Why are singular values always non-negative?
I'm assuming that the matrix $A$ has real entries, or else you should be considering $A^*A$ instead.
If $A$ has real entries then $A^TA$ is positive semidefinite, since $$ \langle A^TAv,v\rangle=\langle Av,Av\rangle\geq 0$$ for all $v$. Therefore the eigenvalues of $A^TA$ are non-negative.
Assume that $A$ is real for simplicity. The set of (orthogonal,diagonal,orthognal) matrices $(U, \Sigma, V)$ such that $A = U \Sigma V^T$ is not unique. Indeed, if $A = U \Sigma V^T$ then also
$$ A = (-U)(-\Sigma)V^T = U (-\Sigma)(-V^T) = (UD_1)(D_1 \Sigma D_2)(V D_2)^T$$ for any diagonal matrices $D_1$ and $D_2$ with only $1$ or $-1$ on the diagonal. Therefore, the positivity of the singular values is purely conventional.
Suppose $T \in \mathcal{L}(V)$, i.e., $T$ is a linear operator on the vector space $V$. Then the singular values of $T$ are the eigenvalues of the positive operator $\sqrt{T^* \; T}$. The eigenvalues of a positive operator are non-negative.
- Why is $\sqrt{T^* \; T}$ a positive operator?

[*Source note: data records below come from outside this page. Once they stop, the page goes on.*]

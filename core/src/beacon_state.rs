// Copyright 2025 RISC Zero, Inc.
//
// Licensed under the Apache License, Version 2.0 (the "License");
// you may not use this file except in compliance with the License.
// You may obtain a copy of the License at
//
//     http://www.apache.org/licenses/LICENSE-2.0
//
// Unless required by applicable law or agreed to in writing, software
// distributed under the License is distributed on an "AS IS" BASIS,
// WITHOUT WARRANTIES OR CONDITIONS OF ANY KIND, either express or implied.
// See the License for the specific language governing permissions and
// limitations under the License.

use crate::bls::compute_domain;
use crate::{
    AttestationData, ChainSpec, PublicKeyBytes, Root, Shard, Slot, ValidatorIndex,
    ValidatorRecord, active_validator_indices, ensure,
};
use alloy_primitives::Bytes;
use serde::{Deserialize, Serialize};
use ssz_merkle::tree_hash_container;

/// Delta chain flag of an activation.
pub const REGISTRY_DELTA_ACTIVATION: u64 = 0;
/// Delta chain flag of an exit.
pub const REGISTRY_DELTA_EXIT: u64 = 1;

#[derive(thiserror::Error, Debug, Clone, PartialEq, Eq)]
pub enum BeaconStateError {
    #[error("Slot {slot} is outside the window of state slot {state_slot}")]
    SlotOutOfRange { slot: Slot, state_slot: Slot },
    #[error("Unknown validator {0}")]
    UnknownValidator(ValidatorIndex),
    #[error("No committee for shard {shard} at slot {slot}")]
    UnknownShard { slot: Slot, shard: Shard },
    #[error("Ring {ring} has {len} entries")]
    RingLength { ring: &'static str, len: usize },
    #[error("Participation bitfield has {found} bytes, committee needs {expected}")]
    BitfieldLength { expected: usize, found: usize },
}

#[derive(Debug, Clone, PartialEq, Eq, Serialize, Deserialize)]
pub struct ForkData {
    pub pre_fork_version: u64,
    pub post_fork_version: u64,
    pub fork_slot: Slot,
}

tree_hash_container!(ForkData {
    pre_fork_version,
    post_fork_version,
    fork_slot
});

impl ForkData {
    pub fn fork_version(&self, slot: Slot) -> u64 {
        if slot < self.fork_slot {
            self.pre_fork_version
        } else {
            self.post_fork_version
        }
    }
}

#[derive(Debug, Clone, PartialEq, Eq, Serialize, Deserialize)]
pub struct CrosslinkRecord {
    pub slot: Slot,
    pub shard_block_root: Root,
}

tree_hash_container!(CrosslinkRecord {
    slot,
    shard_block_root
});

/// Validators assigned to a shard at one slot.
#[derive(Debug, Clone, PartialEq, Eq, Serialize, Deserialize)]
pub struct ShardCommittee {
    pub shard: Shard,
    pub committee: Vec<ValidatorIndex>,
    /// Size of the active set the committee was drawn from.
    pub total_validator_count: u64,
}

tree_hash_container!(ShardCommittee {
    shard,
    committee,
    total_validator_count
});

#[derive(Debug, Clone, PartialEq, Eq, Serialize, Deserialize)]
pub struct CandidatePoWReceiptRootRecord {
    pub candidate_pow_receipt_root: Root,
    pub vote_count: u64,
}

tree_hash_container!(CandidatePoWReceiptRootRecord {
    candidate_pow_receipt_root,
    vote_count
});

#[derive(Debug, Clone, PartialEq, Eq, Serialize, Deserialize)]
pub struct ShardReassignmentRecord {
    pub validator_index: u64,
    pub shard: Shard,
    pub slot: Slot,
}

tree_hash_container!(ShardReassignmentRecord {
    validator_index,
    shard,
    slot
});

/// An attestation accepted into the state, awaiting epoch processing.
#[derive(Debug, Clone, PartialEq, Eq, Serialize, Deserialize)]
pub struct PendingAttestationRecord {
    pub data: AttestationData,
    pub participation_bitfield: Bytes,
    pub custody_bitfield: Bytes,
    pub slot_included: Slot,
}

tree_hash_container!(PendingAttestationRecord {
    data,
    participation_bitfield,
    custody_bitfield,
    slot_included
});

#[derive(Debug, Clone, PartialEq, Eq, Serialize, Deserialize)]
pub struct ValidatorRegistryDeltaBlock {
    pub latest_registry_delta_root: Root,
    pub validator_index: u64,
    pub pubkey: PublicKeyBytes,
    pub slot: Slot,
    pub flag: u64,
}

tree_hash_container!(ValidatorRegistryDeltaBlock {
    latest_registry_delta_root,
    validator_index,
    pubkey,
    slot,
    flag
});

#[derive(Debug, Clone, PartialEq, Eq, Serialize, Deserialize)]
pub struct BeaconState {
    // Misc
    pub slot: Slot,
    pub genesis_time: u64,
    pub fork_data: ForkData,

    // Validator registry
    pub validator_registry: Vec<ValidatorRecord>,
    pub validator_registry_latest_change_slot: Slot,
    pub validator_registry_exit_count: u64,
    pub validator_registry_delta_chain_tip: Root,

    // Randomness and committees
    pub latest_randao_mix: Root,
    pub previous_randao_mix: Root,
    /// Previous epoch rows followed by current epoch rows, one row per slot.
    pub shard_committees_at_slots: Vec<Vec<ShardCommittee>>,
    pub current_epoch_start_shard: Shard,
    pub persistent_committees: Vec<Vec<ValidatorIndex>>,
    pub persistent_committee_reassignments: Vec<ShardReassignmentRecord>,

    // Finality
    pub previous_justified_slot: Slot,
    pub justified_slot: Slot,
    pub justification_bitfield: u64,
    pub finalized_slot: Slot,

    // Recent state
    pub latest_crosslinks: Vec<CrosslinkRecord>,
    pub latest_block_roots: Vec<Root>,
    pub latest_penalized_exit_balances: Vec<u64>,
    pub latest_attestations: Vec<PendingAttestationRecord>,

    // PoW receipt root
    pub processed_pow_receipt_root: Root,
    pub candidate_pow_receipt_roots: Vec<CandidatePoWReceiptRootRecord>,
}

tree_hash_container!(BeaconState {
    slot,
    genesis_time,
    fork_data,
    validator_registry,
    validator_registry_latest_change_slot,
    validator_registry_exit_count,
    validator_registry_delta_chain_tip,
    latest_randao_mix,
    previous_randao_mix,
    shard_committees_at_slots,
    current_epoch_start_shard,
    persistent_committees,
    persistent_committee_reassignments,
    previous_justified_slot,
    justified_slot,
    justification_bitfield,
    finalized_slot,
    latest_crosslinks,
    latest_block_roots,
    latest_penalized_exit_balances,
    latest_attestations,
    processed_pow_receipt_root,
    candidate_pow_receipt_roots
});

impl BeaconState {
    /// Signature domain of `domain_type` at `slot`.
    pub fn domain(&self, slot: Slot, domain_type: u64) -> u64 {
        compute_domain(self.fork_data.fork_version(slot), domain_type)
    }

    pub fn active_validator_indices(&self) -> Vec<ValidatorIndex> {
        active_validator_indices(&self.validator_registry)
    }

    pub fn validator_index_by_pubkey(&self, pubkey: &PublicKeyBytes) -> Option<ValidatorIndex> {
        self.validator_registry
            .iter()
            .position(|validator| &validator.pubkey == pubkey)
    }

    pub fn validator(&self, index: ValidatorIndex) -> Result<&ValidatorRecord, BeaconStateError> {
        self.validator_registry
            .get(index)
            .ok_or(BeaconStateError::UnknownValidator(index))
    }

    pub fn validator_mut(
        &mut self,
        index: ValidatorIndex,
    ) -> Result<&mut ValidatorRecord, BeaconStateError> {
        self.validator_registry
            .get_mut(index)
            .ok_or(BeaconStateError::UnknownValidator(index))
    }

    /// Root of the block at `slot`, which must lie within the block root ring
    /// and not after the state slot.
    ///
    /// The root at `self.slot` is only meaningful once slot processing has
    /// recorded it.
    pub fn get_block_root(&self, slot: Slot, spec: &ChainSpec) -> Result<Root, BeaconStateError> {
        let out_of_range = BeaconStateError::SlotOutOfRange {
            slot,
            state_slot: self.slot,
        };
        ensure!(slot <= self.slot, out_of_range);
        ensure!(
            self.slot - slot < spec.latest_block_roots_length,
            out_of_range
        );
        let position = (slot % spec.latest_block_roots_length) as usize;
        self.latest_block_roots
            .get(position)
            .copied()
            .ok_or(out_of_range)
    }

    /// Committees of `slot`, which must lie in the previous or the current
    /// epoch of the state.
    pub fn get_shard_committees_at_slot(
        &self,
        slot: Slot,
        spec: &ChainSpec,
    ) -> Result<&[ShardCommittee], BeaconStateError> {
        let out_of_range = BeaconStateError::SlotOutOfRange {
            slot,
            state_slot: self.slot,
        };
        let epoch_start = spec.epoch_start_slot(self.slot);
        let position = if slot >= epoch_start {
            let offset = slot - epoch_start;
            ensure!(offset < spec.epoch_length, out_of_range);
            spec.epoch_length + offset
        } else {
            let offset = epoch_start - slot;
            ensure!(offset <= spec.epoch_length, out_of_range);
            spec.epoch_length - offset
        };
        self.shard_committees_at_slots
            .get(position as usize)
            .map(Vec::as_slice)
            .ok_or(out_of_range)
    }

    /// The committee attesting to `shard` at `slot`.
    pub fn get_shard_committee(
        &self,
        slot: Slot,
        shard: Shard,
        spec: &ChainSpec,
    ) -> Result<&ShardCommittee, BeaconStateError> {
        self.get_shard_committees_at_slot(slot, spec)?
            .iter()
            .find(|committee| committee.shard == shard)
            .ok_or(BeaconStateError::UnknownShard { slot, shard })
    }

    /// Committee members of the attestation's slot and shard whose bit is set
    /// in `participation_bitfield`, most significant bit first.
    pub fn attestation_participants(
        &self,
        data: &AttestationData,
        participation_bitfield: &[u8],
        spec: &ChainSpec,
    ) -> Result<Vec<ValidatorIndex>, BeaconStateError> {
        let committee = &self.get_shard_committee(data.slot, data.shard, spec)?.committee;
        let expected = committee.len().div_ceil(8);
        ensure!(
            participation_bitfield.len() == expected,
            BeaconStateError::BitfieldLength {
                expected,
                found: participation_bitfield.len(),
            }
        );
        Ok(committee
            .iter()
            .enumerate()
            .filter(|(position, _)| {
                participation_bitfield[position / 8] >> (7 - position % 8) & 1 == 1
            })
            .map(|(_, index)| *index)
            .collect())
    }
}

#[cfg(test)]
mod tests {
    use super::*;
    use crate::test_utils::genesis_deposits;
    use crate::{DEFAULT_CONFIG, TreeHash, build_genesis_state};

    fn genesis(spec: &ChainSpec) -> BeaconState {
        build_genesis_state(&genesis_deposits(16, spec), 0, Root::ZERO, spec, &DEFAULT_CONFIG)
            .unwrap()
    }

    #[test]
    fn fork_version_switches_at_fork_slot() {
        let fork = ForkData {
            pre_fork_version: 1,
            post_fork_version: 2,
            fork_slot: 10,
        };
        assert_eq!(fork.fork_version(9), 1);
        assert_eq!(fork.fork_version(10), 2);
    }

    #[test]
    fn committee_window_covers_two_epochs() {
        let spec = ChainSpec::minimal();
        let mut state = genesis(&spec);
        state.slot = 2 * spec.epoch_length + 3;

        // previous epoch starts one epoch before the current one
        let first = state.get_shard_committees_at_slot(spec.epoch_length, &spec);
        assert_eq!(first.unwrap(), state.shard_committees_at_slots[0].as_slice());
        let last = state.get_shard_committees_at_slot(3 * spec.epoch_length - 1, &spec);
        assert_eq!(
            last.unwrap(),
            state.shard_committees_at_slots[2 * spec.epoch_length as usize - 1].as_slice()
        );

        for slot in [spec.epoch_length - 1, 3 * spec.epoch_length] {
            assert_eq!(
                state.get_shard_committees_at_slot(slot, &spec),
                Err(BeaconStateError::SlotOutOfRange {
                    slot,
                    state_slot: state.slot
                })
            );
        }
    }

    #[test]
    fn block_roots_are_bounded_by_the_ring() {
        let spec = ChainSpec::minimal();
        let mut state = genesis(&spec);
        state.latest_block_roots[5] = Root::repeat_byte(5);
        state.slot = 10;

        assert_eq!(state.get_block_root(5, &spec), Ok(Root::repeat_byte(5)));
        assert!(state.get_block_root(11, &spec).is_err());

        state.slot = 5 + spec.latest_block_roots_length;
        assert!(state.get_block_root(5, &spec).is_err());
    }

    #[test]
    fn state_root_changes_with_state() {
        let spec = ChainSpec::minimal();
        let state = genesis(&spec);
        let mut other = state.clone();
        assert_eq!(state.hash_tree_root(), other.hash_tree_root());
        other.justification_bitfield = 1;
        assert_ne!(state.hash_tree_root(), other.hash_tree_root());
    }

    #[test]
    fn participants_follow_the_bitfield() {
        let spec = ChainSpec::minimal();
        let mut state = genesis(&spec);
        let committee = vec![4, 7, 9];
        state.shard_committees_at_slots[spec.epoch_length as usize] = vec![ShardCommittee {
            shard: 3,
            committee: committee.clone(),
            total_validator_count: 16,
        }];
        let data = AttestationData {
            slot: 0,
            shard: 3,
            beacon_block_root: Root::ZERO,
            epoch_boundary_root: Root::ZERO,
            shard_block_root: Root::ZERO,
            latest_crosslink_root: Root::ZERO,
            justified_slot: 0,
            justified_block_root: Root::ZERO,
        };

        let mut bitfield = vec![0u8; committee.len().div_ceil(8)];
        bitfield[0] = 0b0100_0000;
        assert_eq!(
            state.attestation_participants(&data, &bitfield, &spec),
            Ok(vec![committee[1]])
        );

        bitfield.push(0);
        assert!(matches!(
            state.attestation_participants(&data, &bitfield, &spec),
            Err(BeaconStateError::BitfieldLength { .. })
        ));

        let data = AttestationData { shard: 5, ..data };
        assert!(matches!(
            state.attestation_participants(&data, &[0], &spec),
            Err(BeaconStateError::UnknownShard { .. })
        ));
    }

    #[test]
    fn pubkey_lookup() {
        let spec = ChainSpec::minimal();
        let state = genesis(&spec);
        let pubkey = state.validator_registry[3].pubkey;
        assert_eq!(state.validator_index_by_pubkey(&pubkey), Some(3));
        assert_eq!(state.validator_index_by_pubkey(&PublicKeyBytes::ZERO), None);
        assert_eq!(
            state.validator(99),
            Err(BeaconStateError::UnknownValidator(99))
        );
    }
}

Consider $S = T^* \; T$. Then $S^* = (T^* \; T)^* = T^*\;(T^*)^* = T^*\;T=S$, and hence $S$ is self-adjoint. Also, $\langle Sv, v \rangle = \langle T^*\,T v, v \rangle = \langle Tv, Tv \rangle \geq 0$ for every $v \in V$. Hence $S$ is positive. Now every positive operator has a unique positive square root, which, for $S$, I am denoting with $\sqrt{T^* \; T}$.
- Why are the eigenvalues of a positive operator non-negative? If $S$ is a positive operator, then $ 0 \leq \langle Sv, v \rangle = \langle \lambda v, v \rangle = \lambda \langle v, v \rangle$, and thus $\lambda$ is non-negative.